Personal information
- Born: 2 February 1986 (age 40) Rajanpur, Pakistan
- Source: Cricinfo, 21 December 2015

= Ataullah (cricketer) =

Pakistani cricketer (born 1986)

Ataullah (born 2 February 1986) is a Pakistani former first-class cricketer who played for Rawalpindi.

==Biography==
Born in Rajanpur, Punjab, Pakistan, Ataullah was a right-handed batter and right-arm fast-medium bowler. His career has spanned various teams, including Bahawalpur Stags (Twenty20, 2012–15), National Bank of Pakistan (Twenty20, FC, and ListA, 2013–19), Lahore Eagles (Twenty20, 2013–14), Baluchistan (Twenty20, 2014), Lahore Blues (Twenty20, 2015–16), and Rawalpindi (FC, 2016–18; ListA, 2017–18).
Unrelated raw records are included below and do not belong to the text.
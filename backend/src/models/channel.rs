//! Payload shapes exchanged over the realtime control channel.
//!
//! On the channel a remote command travels as `{command, data, timestamp}`
//! (the command name under `command`), while the queue/API shape is
//! `{type, data}`. The encode/decode helpers translate between the two so
//! the enum is defined once.

use chrono::{DateTime, Utc};
use serde::{Deserialize, Serialize};
use serde_json::{json, Map, Value};
use utoipa::ToSchema;

use crate::models::device::RemoteCommand;

/// Controller → display: ask for a fresh status snapshot.
#[derive(Debug, Clone, Serialize, Deserialize, ToSchema)]
pub struct StatusRequest {
    /// Unix epoch milliseconds at send time.
    pub timestamp: i64,
}

impl StatusRequest {
    pub fn at(now: DateTime<Utc>) -> Self {
        Self {
            timestamp: now.timestamp_millis(),
        }
    }
}

/// Display → controller: local playback state, sent on request and
/// opportunistically on every local change.
#[derive(Debug, Clone, PartialEq, Serialize, Deserialize, ToSchema)]
#[serde(rename_all = "camelCase")]
pub struct SlideshowStatus {
    pub total: usize,
    pub current: usize,
    pub current_image: Option<String>,
    pub paused: bool,
}

/// Encode a command for the channel: `{"command": name, "data": ..., "timestamp": ms}`.
pub fn encode_remote_command(command: &RemoteCommand, now: DateTime<Utc>) -> Value {
    let mut obj = match serde_json::to_value(command) {
        Ok(Value::Object(map)) => map,
        // The enum always serializes to an object; treat anything else as a
        // bare command with no payload.
        _ => Map::new(),
    };
    let data = obj.remove("data").unwrap_or(Value::Null);
    json!({
        "command": command.kind(),
        "data": data,
        "timestamp": now.timestamp_millis(),
    })
}

/// Decode a channel payload back into a command. Returns `None` for
/// malformed or unknown payloads; the channel is best-effort, so callers
/// drop these rather than erroring.
pub fn decode_remote_command(payload: &Value) -> Option<RemoteCommand> {
    let name = payload.get("command")?.as_str()?;
    let mut wire = Map::new();
    wire.insert("type".to_string(), Value::String(name.to_string()));
    if let Some(data) = payload.get("data") {
        if !data.is_null() {
            wire.insert("data".to_string(), data.clone());
        }
    }
    serde_json::from_value(Value::Object(wire)).ok()
}
//! Models for the single globally-active operator session.

use std::fmt;

use chrono::{DateTime, Utc};
use serde::{Deserialize, Serialize};
use sqlx::FromRow;
use utoipa::ToSchema;

/// Which operator surface a session belongs to.
#[derive(Debug, Clone, Copy, PartialEq, Eq, Serialize, Deserialize, ToSchema)]
#[serde(rename_all = "lowercase")]
pub enum SessionPage {
    Admin,
    Remote,
}

impl SessionPage {
    pub fn as_str(&self) -> &'static str {
        match self {
            SessionPage::Admin => "admin",
            SessionPage::Remote => "remote",
        }
    }
}

impl fmt::Display for SessionPage {
    fn fmt(&self, f: &mut fmt::Formatter<'_>) -> fmt::Result {
        f.write_str(self.as_str())
    }
}

impl TryFrom<String> for SessionPage {
    type Error = String;

    fn try_from(value: String) -> Result<Self, Self::Error> {
        match value.as_str() {
            "admin" => Ok(SessionPage::Admin),
            "remote" => Ok(SessionPage::Remote),
            other => Err(format!("unknown session page: {}", other)),
        }
    }
}

/// Store representation of the active operator session. The system keeps at
/// most one operator context alive at a time; `session_id` is unique per
/// login, `browser_id` is the stable per-browser fingerprint used for
/// conflict detection.
#[derive(Debug, Clone, Serialize, Deserialize, FromRow, ToSchema)]
pub struct Session {
    pub id: String,
    pub user_id: String,
    pub email: String,
    #[sqlx(try_from = "String")]
    pub page: SessionPage,
    pub session_id: String,
    pub browser_id: String,
    pub created_at: DateTime<Utc>,
    pub last_seen: DateTime<Utc>,
}

/// Input for a session create/refresh call, before the row identity exists.
#[derive(Debug, Clone)]
pub struct NewSession {
    pub user_id: String,
    pub email: String,
    pub page: SessionPage,
    pub session_id: String,
    pub browser_id: String,
}

impl NewSession {
    /// Materialize a store row, stamping identity and both timestamps.
    pub fn into_session(self, now: DateTime<Utc>) -> Session {
        Session {
            id: uuid::Uuid::new_v4().to_string(),
            user_id: self.user_id,
            email: self.email,
            page: self.page,
            session_id: self.session_id,
            browser_id: self.browser_id,
            created_at: now,
            last_seen: now,
        }
    }
}
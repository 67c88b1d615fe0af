//! Operator account model. Accounts are seeded out of band; the only write
//! path in this service is authentication.

use chrono::{DateTime, Utc};
use serde::{Deserialize, Serialize};
use sqlx::FromRow;
use utoipa::ToSchema;

#[derive(Debug, Clone, Serialize, Deserialize, FromRow, ToSchema)]
pub struct User {
    pub id: String,
    pub email: String,
    #[serde(skip_serializing)]
    pub password_hash: String,
    pub display_name: Option<String>,
    pub created_at: DateTime<Utc>,
}

/// Public projection of a user, safe to return from API handlers.
#[derive(Debug, Clone, Serialize, Deserialize, ToSchema)]
#[serde(rename_all = "camelCase")]
pub struct UserResponse {
    pub id: String,
    pub email: String,
    pub display_name: Option<String>,
}

impl From<User> for UserResponse {
    fn from(user: User) -> Self {
        Self {
            id: user.id,
            email: user.email,
            display_name: user.display_name,
        }
    }
}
In his first-class career (2012–19), he took 154 wickets, with a best of 7–92. He averaged 21.44, achieving eight five-wicket hauls in an innings and twice claiming ten-wicket matches in a match, with a strike rate of 42.39.

In his List A career (2012–19), Ataullah took 25 wickets. His best was 4-28, and he averaged 34.36, achieving four-wicket hauls in an innings twice, with a strike rate of 37.80 and economy rate of 5.45.

In his Twenty20 career (2012–16), he took 23 wickets, with a best of 3–13. He had an average of 21.13, a strike rate of 16.86, and an economy rate of 7.51.

In a 2013 President's Trophy match, Ataullah took 10 wickets for 122 runs, which helped his team, the National Bank of Pakistan, secure a victory over United Bank Limited in Islamabad.